## Supplied material

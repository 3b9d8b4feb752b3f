//! Seed pair lifecycle: commit, consume, rotate, archive.
//!
//! Every user has exactly one active seed pair. The pair's server seed is
//! secret, but its SHA-256 hash is published before the first nonce is
//! consumed, and a successor seed is staged (hash published) ahead of any
//! rotation. Rotation reveals the old secret, archives it to history, and
//! promotes the staged successor, so the hash a player saw always belongs
//! to the exact seed later revealed to them.

use crate::errors::{ContractError, EngineResult, StateError, StorageError};
use crate::games::{derive_outcome, GameRequest, Outcome};
use crate::storage::KvStore;
use chrono::{DateTime, Utc};
use dashmap::DashMap;
use rand::RngCore;
use serde::{Deserialize, Serialize};
use sha2::{Digest, Sha256};
use std::sync::{Arc, Mutex};

const ACTIVE_PREFIX: &str = "seed:active:";
const HISTORY_PREFIX: &str = "seed:history:";
const HASH_INDEX_PREFIX: &str = "seed:hash:";

/// Lifecycle state of a seed pair.
///
/// `Rotating` only exists inside the rotation critical section; persisted
/// active pairs are always `Active` and history entries always `Archived`.
#[derive(Debug, Clone, Copy, Serialize, Deserialize, PartialEq, Eq)]
#[serde(rename_all = "lowercase")]
pub enum SeedState {
    Active,
    Rotating,
    Archived,
}

/// A user's committed server/client seed pair.
#[derive(Debug, Clone, Serialize, Deserialize, PartialEq)]
pub struct SeedPair {
    pub user_id: String,
    /// Secret until the pair is archived.
    pub server_seed: String,
    /// Published commitment: SHA-256 of `server_seed`, shown to the user
    /// before any nonce is consumed.
    pub server_seed_hash: String,
    pub client_seed: String,
    /// Count of nonces consumed under this pair.
    pub nonce: u64,
    /// Staged successor, generated at creation so its hash is committed
    /// before any rotation is requested.
    pub next_server_seed: String,
    pub next_server_seed_hash: String,
    pub state: SeedState,
    /// How many rotations preceded this pair; doubles as the history
    /// sequence number when the pair is archived.
    pub rotation: u64,
    pub created_at: DateTime<Utc>,
}

/// Archived, revealed seed pair. Immutable once written.
#[derive(Debug, Clone, Serialize, Deserialize, PartialEq)]
pub struct SeedHistoryEntry {
    pub user_id: String,
    pub server_seed: String,
    pub server_seed_hash: String,
    pub client_seed: String,
    /// Nonce count frozen at rotation time.
    pub final_nonce: u64,
    pub rotation: u64,
    pub created_at: DateTime<Utc>,
    pub revealed_at: DateTime<Utc>,
}

/// Public view of the active pair; never contains the secret.
#[derive(Debug, Clone, Serialize, Deserialize)]
pub struct ActiveSeedInfo {
    pub server_seed_hash: String,
    pub next_server_seed_hash: String,
    pub client_seed: String,
    pub nonce: u64,
}

/// Seed material handed to the bet service for one outcome derivation.
#[derive(Debug, Clone)]
pub struct BetSeed {
    pub server_seed: String,
    pub server_seed_hash: String,
    pub client_seed: String,
    pub nonce: u64,
}

/// Result of a rotation: the revealed old secret plus both commitments.
#[derive(Debug, Clone, Serialize, Deserialize)]
pub struct RotationReceipt {
    pub revealed_server_seed: String,
    pub old_server_seed_hash: String,
    pub new_server_seed_hash: String,
    pub final_nonce: u64,
    pub revealed_at: DateTime<Utc>,
}

/// Where a commitment hash currently sits in the lifecycle.
#[derive(Debug, Clone)]
pub enum CommitmentStatus {
    /// The seed is still in use (active or staged) and cannot be revealed.
    StillActive { user_id: String },
    /// The pair was archived; its secret is public.
    Revealed(SeedHistoryEntry),
}

/// Index record mapping a commitment hash to its owner.
#[derive(Debug, Clone, Serialize, Deserialize)]
struct HashIndexEntry {
    user_id: String,
    /// Set when the pair is archived; points at the history sequence.
    archived_rotation: Option<u64>,
}

fn active_key(user_id: &str) -> Vec<u8> {
    format!("{ACTIVE_PREFIX}{user_id}").into_bytes()
}

fn history_key(user_id: &str, rotation: u64) -> Vec<u8> {
    // Zero-padded so prefix scans return entries in rotation order.
    format!("{HISTORY_PREFIX}{user_id}:{rotation:08}").into_bytes()
}

fn hash_index_key(hash: &str) -> Vec<u8> {
    format!("{HASH_INDEX_PREFIX}{hash}").into_bytes()
}

fn encode<T: Serialize>(key: &[u8], value: &T) -> EngineResult<Vec<u8>> {
    bincode::serialize(value).map_err(|e| {
        StorageError::CorruptedData {
            key: String::from_utf8_lossy(key).into_owned(),
            reason: e.to_string(),
        }
        .into()
    })
}

fn decode<T: for<'de> Deserialize<'de>>(key: &[u8], bytes: &[u8]) -> EngineResult<T> {
    bincode::deserialize(bytes).map_err(|e| {
        StorageError::CorruptedData {
            key: String::from_utf8_lossy(key).into_owned(),
            reason: e.to_string(),
        }
        .into()
    })
}

/// Hex-encoded SHA-256 of a string.
pub fn sha256_hex(data: &str) -> String {
    let mut hasher = Sha256::new();
    hasher.update(data.as_bytes());
    hex::encode(hasher.finalize())
}

/// 32 bytes from the OS RNG, hex-encoded.
pub fn generate_seed() -> String {
    let mut bytes = [0u8; 32];
    rand::rngs::OsRng.fill_bytes(&mut bytes);
    hex::encode(bytes)
}

fn validate_client_seed(seed: &str) -> EngineResult<()> {
    if seed.is_empty() {
        return Err(ContractError::InvalidClientSeed("must not be empty".into()).into());
    }
    if seed.len() > 256 {
        return Err(
            ContractError::InvalidClientSeed("must be at most 256 bytes".into()).into(),
        );
    }
    Ok(())
}

/// Manages seed pairs for all users over a shared key-value store.
///
/// A per-user mutex serializes nonce increments against rotations, so no
/// bet can straddle a rotation and no nonce is ever issued twice.
pub struct SeedService<S: KvStore> {
    store: Arc<S>,
    locks: DashMap<String, Arc<Mutex<()>>>,
}

impl<S: KvStore> SeedService<S> {
    pub fn new(store: Arc<S>) -> Self {
        Self {
            store,
            locks: DashMap::new(),
        }
    }

    fn user_lock(&self, user_id: &str) -> Arc<Mutex<()>> {
        self.locks
            .entry(user_id.to_string())
            .or_insert_with(|| Arc::new(Mutex::new(())))
            .clone()
    }

    fn load_active(&self, user_id: &str) -> EngineResult<Option<SeedPair>> {
        let key = active_key(user_id);
        match self.store.get(&key)? {
            Some(bytes) => Ok(Some(decode(&key, &bytes)?)),
            None => Ok(None),
        }
    }

    /// Creates a fresh pair with a staged successor and commits both
    /// hashes in the same atomic batch as the pair itself.
    fn create_pair(&self, user_id: &str, client_seed: String) -> EngineResult<SeedPair> {
        let server_seed = generate_seed();
        let next_server_seed = generate_seed();
        let pair = SeedPair {
            user_id: user_id.to_string(),
            server_seed_hash: sha256_hex(&server_seed),
            server_seed,
            client_seed,
            nonce: 0,
            next_server_seed_hash: sha256_hex(&next_server_seed),
            next_server_seed,
            state: SeedState::Active,
            rotation: 0,
            created_at: Utc::now(),
        };

        let active = active_key(user_id);
        let index_entry = HashIndexEntry {
            user_id: user_id.to_string(),
            archived_rotation: None,
        };
        let idx_active = hash_index_key(&pair.server_seed_hash);
        let idx_next = hash_index_key(&pair.next_server_seed_hash);
        self.store.batch_write(&[
            (active.clone(), encode(&active, &pair)?),
            (idx_active.clone(), encode(&idx_active, &index_entry)?),
            (idx_next.clone(), encode(&idx_next, &index_entry)?),
        ])?;

        tracing::info!(user_id, hash = %pair.server_seed_hash, "created seed pair");
        Ok(pair)
    }

    /// Returns the active pair, creating one (with a random client seed)
    /// if the user has none.
    pub fn get_or_create(&self, user_id: &str) -> EngineResult<SeedPair> {
        let lock = self.user_lock(user_id);
        let _guard = lock.lock().expect("seed lock poisoned");
        match self.load_active(user_id)? {
            Some(pair) => Ok(pair),
            None => self.create_pair(user_id, generate_seed()),
        }
    }

    /// Public info for the active pair: commitments, client seed, nonce.
    pub fn active_seed_info(&self, user_id: &str) -> EngineResult<ActiveSeedInfo> {
        let pair = self.get_or_create(user_id)?;
        Ok(ActiveSeedInfo {
            server_seed_hash: pair.server_seed_hash,
            next_server_seed_hash: pair.next_server_seed_hash,
            client_seed: pair.client_seed,
            nonce: pair.nonce,
        })
    }

    /// Atomically increments and persists the active pair's nonce,
    /// returning the seed material for the bet that consumed it.
    ///
    /// Returned nonces for one user form a strictly increasing sequence
    /// starting at 1; no value is ever issued twice.
    pub fn next_nonce(&self, user_id: &str) -> EngineResult<BetSeed> {
        let lock = self.user_lock(user_id);
        let _guard = lock.lock().expect("seed lock poisoned");

        let mut pair = match self.load_active(user_id)? {
            Some(pair) => pair,
            None => self.create_pair(user_id, generate_seed())?,
        };
        pair.nonce += 1;

        let key = active_key(user_id);
        self.store.put(&key, &encode(&key, &pair)?)?;

        Ok(BetSeed {
            server_seed: pair.server_seed,
            server_seed_hash: pair.server_seed_hash,
            client_seed: pair.client_seed,
            nonce: pair.nonce,
        })
    }

    /// Consumes the next nonce and derives the outcome from the seed
    /// material captured by that increment. The material is snapshotted
    /// atomically with the nonce, so a concurrent rotation cannot change
    /// which seed the outcome is computed against.
    pub fn resolve_bet(
        &self,
        user_id: &str,
        request: &GameRequest,
    ) -> EngineResult<(Outcome, BetSeed)> {
        let seed = self.next_nonce(user_id)?;
        let outcome = derive_outcome(&seed.server_seed, &seed.client_seed, seed.nonce, request);
        Ok((outcome, seed))
    }

    /// Rotates the user's seed pair.
    ///
    /// In one atomic batch: freezes and reveals the old pair into history,
    /// promotes the staged successor with `new_client_seed` and nonce 0,
    /// and stages a fresh successor. On any storage failure nothing is
    /// written and the old pair stays active.
    pub fn rotate(&self, user_id: &str, new_client_seed: &str) -> EngineResult<RotationReceipt> {
        validate_client_seed(new_client_seed)?;

        let lock = self.user_lock(user_id);
        let _guard = lock.lock().expect("seed lock poisoned");

        let mut old = match self.load_active(user_id)? {
            Some(pair) => pair,
            None => self.create_pair(user_id, generate_seed())?,
        };
        old.state = SeedState::Rotating;

        let revealed_at = Utc::now();
        let entry = SeedHistoryEntry {
            user_id: old.user_id.clone(),
            server_seed: old.server_seed.clone(),
            server_seed_hash: old.server_seed_hash.clone(),
            client_seed: old.client_seed.clone(),
            final_nonce: old.nonce,
            rotation: old.rotation,
            created_at: old.created_at,
            revealed_at,
        };

        let successor_seed = generate_seed();
        let promoted = SeedPair {
            user_id: old.user_id.clone(),
            server_seed: old.next_server_seed.clone(),
            server_seed_hash: old.next_server_seed_hash.clone(),
            client_seed: new_client_seed.to_string(),
            nonce: 0,
            next_server_seed_hash: sha256_hex(&successor_seed),
            next_server_seed: successor_seed,
            state: SeedState::Active,
            rotation: old.rotation + 1,
            created_at: revealed_at,
        };

        let active = active_key(user_id);
        let history = history_key(user_id, entry.rotation);
        let idx_old = hash_index_key(&entry.server_seed_hash);
        let idx_next = hash_index_key(&promoted.next_server_seed_hash);
        let archived = HashIndexEntry {
            user_id: user_id.to_string(),
            archived_rotation: Some(entry.rotation),
        };
        let staged = HashIndexEntry {
            user_id: user_id.to_string(),
            archived_rotation: None,
        };

        self.store.batch_write(&[
            (active.clone(), encode(&active, &promoted)?),
            (history.clone(), encode(&history, &entry)?),
            (idx_old.clone(), encode(&idx_old, &archived)?),
            (idx_next.clone(), encode(&idx_next, &staged)?),
        ])?;

        tracing::info!(
            user_id,
            revealed = %entry.server_seed_hash,
            promoted = %promoted.server_seed_hash,
            final_nonce = entry.final_nonce,
            "rotated seed pair"
        );

        Ok(RotationReceipt {
            revealed_server_seed: entry.server_seed,
            old_server_seed_hash: entry.server_seed_hash,
            new_server_seed_hash: promoted.server_seed_hash,
            final_nonce: entry.final_nonce,
            revealed_at,
        })
    }

    /// Archived history for a user, oldest rotation first.
    pub fn seed_history(&self, user_id: &str) -> EngineResult<Vec<SeedHistoryEntry>> {
        let prefix = format!("{HISTORY_PREFIX}{user_id}:").into_bytes();
        let rows = self.store.scan_prefix(&prefix)?;
        rows.iter()
            .map(|(key, value)| decode(key, value))
            .collect()
    }

    /// Resolves a commitment hash to its lifecycle position.
    ///
    /// Seeds still in use (active or staged) are never revealed here; only
    /// archived entries come back with their secret.
    pub fn lookup_commitment(&self, hash: &str) -> EngineResult<CommitmentStatus> {
        let key = hash_index_key(hash);
        let Some(bytes) = self.store.get(&key)? else {
            return Err(StateError::UnknownCommitment(hash.to_string()).into());
        };
        let entry: HashIndexEntry = decode(&key, &bytes)?;

        match entry.archived_rotation {
            Some(rotation) => {
                let hkey = history_key(&entry.user_id, rotation);
                let Some(hbytes) = self.store.get(&hkey)? else {
                    return Err(StateError::UnknownCommitment(hash.to_string()).into());
                };
                Ok(CommitmentStatus::Revealed(decode(&hkey, &hbytes)?))
            }
            None => Ok(CommitmentStatus::StillActive {
                user_id: entry.user_id,
            }),
        }
    }
}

## The task
Look above for the line that contains "pub struct SeedService<S: KvStore>". Starting there, transcribe every line exactly until you have copied the line that contains "and commits both".

## Solved exercise
pub struct SeedService<S: KvStore> {
    store: Arc<S>,
    locks: DashMap<String, Arc<Mutex<()>>>,
}

impl<S: KvStore> SeedService<S> {
    pub fn new(store: Arc<S>) -> Self {
        Self {
            store,
            locks: DashMap::new(),
        }
    }

    fn user_lock(&self, user_id: &str) -> Arc<Mutex<()>> {
        self.locks
            .entry(user_id.to_string())
            .or_insert_with(|| Arc::new(Mutex::new(())))
            .clone()
    }

    fn load_active(&self, user_id: &str) -> EngineResult<Option<SeedPair>> {
        let key = active_key(user_id);
        match self.store.get(&key)? {
            Some(bytes) => Ok(Some(decode(&key, &bytes)?)),
            None => Ok(None),
        }
    }

    /// Creates a fresh pair with a staged successor and commits both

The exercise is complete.